Declarase admirador (ahora sin comillas) de alguien que usó los medios y los discursos políticos tan efectivamente, no debe ser algo extraño y menos si viene de un consagrado narrador deportivo y dueño de emisoras radiales. Lo que sí es extraño es que, conociendo su condición de genocida (que para nadie es un secreto), un candidato se atreva a hacer pública una declaración de este calibre. Y por eso Coronell tiene razón al poner el grito en el cielo: lo políticamente correcto es odiar a Hitler, combatir las fuerzas totalitarias o cualquier intento de resurgimiento que ellas tengan a través de sectarismos e intolerancias. Declararse hoy admirador de Hitler es, de hecho, avalar todos los horrores que se cometen en nombre de una patria grande, luchando contra el enemigo con mano fuerte. Lo políticamente correcto es ser pluralista, admirador de la democracia y del poder de la palabra. Lo difícil es saber dónde empieza lo uno, y dónde termina lo otro: cuándo termina la explicación y empieza el discurso, cuándo la tolerancia se transforma en desidia y el pluralismo se convierte en populismo. En otras palabras, lo que quiero dejar claro es que los límites de lo que he denominado aquí “políticamente correcto” pueden irse moviendo según la conveniencia de quien esté en el poder y en esa medida acercarse demasiado a lo que hoy es en principio rechazado por unanimidad. Sin embargo, y es en este punto donde está la paradoja, se puede ser admirador de ciertas acciones de Hitler sin admitir públicamente que se es admirador de él, ya que eso siempre será intolerable en el mundo político. La queja bien fundada de Coronell tiene que ver con lo segundo, Hitler no es un ser a admirar bajo ninguna circunstancia. La mía, en cambio, tiene que ver con lo primero, esto es, ¿cuántos a pesar de jamás haber mencionado siquiera al personaje en sus vidas, son en el fondo sus más fieles seguidores, camuflados en un discurso democrático y pluralista? ¿Cuántos hacen uso de la manipulación, la mentira, el engaño y sobretodo una incitación y exaltación del odio como forma de aglutinar opinión a través de los medios de comunicación y de los canales regulares de la democracia?
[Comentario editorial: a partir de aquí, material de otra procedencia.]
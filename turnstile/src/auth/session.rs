use super::admin::Admin;
use super::claims::Claims;
use chrono::{DateTime, Utc};

/// Session token type - a secure random string
pub type SessionToken = String;

/// Get current timestamp in milliseconds since Unix epoch
pub fn current_timestamp_ms() -> u64 {
    Utc::now().timestamp_millis().max(0) as u64
}

/// Format a timestamp (ms since epoch) as ISO 8601 UTC string
pub fn format_utc_time(timestamp_ms: u64) -> String {
    let datetime = DateTime::from_timestamp_millis(timestamp_ms as i64).unwrap_or_default();
    datetime.format("%Y-%m-%dT%H:%M:%SZ").to_string()
}

/// Session data stored in cache with tracking metadata
#[derive(Debug, Clone)]
pub struct Session {
    pub token: SessionToken,
    pub admin_id: String,
    pub username: String,
    pub created_at: u64,           // UTC timestamp in milliseconds
    pub created_at_utc: String,    // Human-readable UTC time (ISO 8601)
    pub expires_at: u64,           // UTC timestamp in milliseconds
    pub last_accessed: u64,        // UTC timestamp in milliseconds
    pub last_accessed_utc: String, // Human-readable UTC time (ISO 8601)
    pub client_ip: Option<String>,
}

impl Session {
    /// Create a new session for an admin with the given token, TTL, and optional client IP
    pub fn new(token: SessionToken, admin: &Admin, ttl_ms: u64, client_ip: Option<String>) -> Self {
        let now = current_timestamp_ms();
        let now_utc = format_utc_time(now);

        Self {
            token,
            admin_id: admin.id.clone(),
            username: admin.username.clone(),
            created_at: now,
            created_at_utc: now_utc.clone(),
            expires_at: now.saturating_add(ttl_ms),
            last_accessed: now,
            last_accessed_utc: now_utc,
            client_ip,
        }
    }

    pub fn is_expired(&self) -> bool {
        current_timestamp_ms() >= self.expires_at
    }

    pub fn update_last_accessed(&mut self) {
        let now = current_timestamp_ms();
        self.last_accessed = now;
        self.last_accessed_utc = format_utc_time(now);
    }

    /// Get remaining time to live in milliseconds
    pub fn remaining_ttl_ms(&self) -> u64 {
        self.expires_at.saturating_sub(current_timestamp_ms())
    }

    /// The identity this session vouches for
    pub fn claims(&self) -> Claims {
        Claims {
            admin_id: self.admin_id.clone(),
            username: self.username.clone(),
            token: self.token.clone(),
            issued_at: self.created_at,
            expires_at: self.expires_at,
        }
    }
}

/// Generate a cryptographically secure random session token
pub fn generate_session_token() -> SessionToken {
    use rand::Rng;

    // 32 random bytes as hex (64 characters)
    let mut rng = rand::rng();
    let bytes: [u8; 32] = rng.random();

    bytes.iter().map(|b| format!("{:02x}", b)).collect()
}
use serde::{Deserialize, Serialize};
use turnstile::auth::{Admin, Claims, RouteGrant};

#[derive(Debug, Serialize)]
pub struct HealthResponse {
    pub message: String,
}

#[derive(Debug, Deserialize)]
pub struct LoginRequest {
    pub username: String,
    pub password: String,
}

/// Response body for successful login
#[derive(Debug, Serialize, Deserialize)]
pub struct LoginResponse {
    /// Send as `Authorization: Bearer <token>`
    pub token: String,
    /// Session expiration time in seconds from now
    pub expires_in: u64,
    pub username: String,
}

#[derive(Debug, Serialize)]
pub struct LogoutResponse {
    pub message: String,
}

#[derive(Debug, Serialize)]
pub struct LogoutAllResponse {
    pub sessions_revoked: usize,
}

/// The verified identity behind the caller's token
#[derive(Debug, Serialize)]
pub struct WhoAmIResponse {
    pub admin_id: String,
    pub username: String,
    pub issued_at: u64,
    pub expires_at: u64,
    pub active_sessions: usize,
}

impl WhoAmIResponse {
    pub fn new(claims: &Claims, active_sessions: usize) -> Self {
        Self {
            admin_id: claims.admin_id.clone(),
            username: claims.username.clone(),
            issued_at: claims.issued_at,
            expires_at: claims.expires_at,
            active_sessions,
        }
    }
}

/// An admin account without its password hash
#[derive(Debug, Serialize)]
pub struct AdminSummary {
    pub id: String,
    pub username: String,
    pub created_at: chrono::DateTime<chrono::Utc>,
}

impl From<Admin> for AdminSummary {
    fn from(admin: Admin) -> Self {
        Self {
            id: admin.id,
            username: admin.username,
            created_at: admin.created_at,
        }
    }
}

#[derive(Debug, Serialize)]
pub struct ListAdminsResponse {
    pub admins: Vec<AdminSummary>,
}

#[derive(Debug, Serialize)]
pub struct RemoveAdminResponse {
    pub admin_id: String,
    pub username: String,
    pub sessions_revoked: usize,
    pub grants_revoked: usize,
}

#[derive(Debug, Deserialize)]
pub struct GrantRequest {
    pub admin_id: String,
    pub route: String,
}

#[derive(Debug, Serialize, Deserialize)]
pub struct GrantResponse {
    pub admin_id: String,
    pub route: String,
    pub granted_at: chrono::DateTime<chrono::Utc>,
}

impl From<RouteGrant> for GrantResponse {
    fn from(grant: RouteGrant) -> Self {
        Self {
            admin_id: grant.admin_id,
            route: grant.route,
            granted_at: grant.granted_at,
        }
    }
}

#[derive(Debug, Serialize)]
pub struct ListGrantsResponse {
    pub admin_id: String,
    pub grants: Vec<GrantResponse>,
}

#[derive(Debug, Serialize)]
pub struct RevokeGrantResponse {
    pub revoked: bool,
}
use super::admin::{Admin, WILDCARD_ROUTE};
use super::auth_service::AuthService;
use super::error::AuthError;
use super::repository::GrantRepository;
use tracing::info;

/// Make sure the bootstrap admin exists and may call every route.
///
/// An existing account keeps its password; only the wildcard grant is
/// (re)applied.
pub async fn ensure_default_admin(
    auth_service: &AuthService,
    grants: &dyn GrantRepository,
    username: &str,
    password: &str,
) -> Result<Admin, AuthError> {
    let admin = match auth_service.find_admin(username).await? {
        Some(admin) => {
            info!("Admin already exists: {}", username);
            admin
        }
        None => {
            info!("Creating default admin: {}", username);
            auth_service.create_admin(username, password).await?
        }
    };

    grants.grant(&admin.id, WILDCARD_ROUTE).await?;

    Ok(admin)
}

#[cfg(test)]
mod tests {
    use super::*;
    use crate::auth::moka_session_repository::MokaSessionRepository;
    use crate::auth::session_store::SessionStore;
    use crate::auth::sled_repository::{SledAdminRepository, SledGrantRepository};
    use std::sync::Arc;
    use std::time::Duration;
    use tempfile::TempDir;

    #[tokio::test]
    async fn test_default_admin_is_created_once_with_wildcard() {
        let temp_dir = TempDir::new().unwrap();
        let admin_repo =
            Arc::new(SledAdminRepository::new(temp_dir.path().join("admins.sled")).unwrap());
        let grants = SledGrantRepository::new(temp_dir.path().join("grants.sled")).unwrap();
        let sessions = Arc::new(SessionStore::new(Arc::new(
            MokaSessionRepository::with_defaults(),
        )));
        let service = AuthService::new(admin_repo, sessions, Duration::from_secs(60));

        let first = ensure_default_admin(&service, &grants, "admin", "admin123")
            .await
            .unwrap();
        let second = ensure_default_admin(&service, &grants, "admin", "ignored99")
            .await
            .unwrap();

        assert_eq!(first.id, second.id);
        assert!(service.authenticate("admin", "admin123").await.is_ok());
        assert!(grants.is_granted(&first.id, "/any/route").await.unwrap());
        assert_eq!(grants.list_for_admin(&first.id).await.unwrap().len(), 1);
    }
}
Habría que preguntarle de nuevo al señor Vinasco si pecó de ingenuo (entendiendo por esto la admiración mediática y no genocida del personaje en cuestión), o si por el contrario pecó por bruto al mencionar lo que jamás debe ser verbalizado, no así pensado, por un político. Me pregunto entonces, cuántos candidatos, precandidatos, aspirantes entre tantos a cargos públicos quisieran en silencio, ser como Hitler y como dice Vinasco “tener el mundo a sus pies”. Pero es una aspiración que se debe y se tiene que desear en silencio. Me pregunto también cuántos políticos activos guardan este celoso secreto en el fondo de su corazón, mientras salen a hacer campañas, a entregar barrios, a apoyar a la selección nacional, a ponerse la camiseta de su patria querida.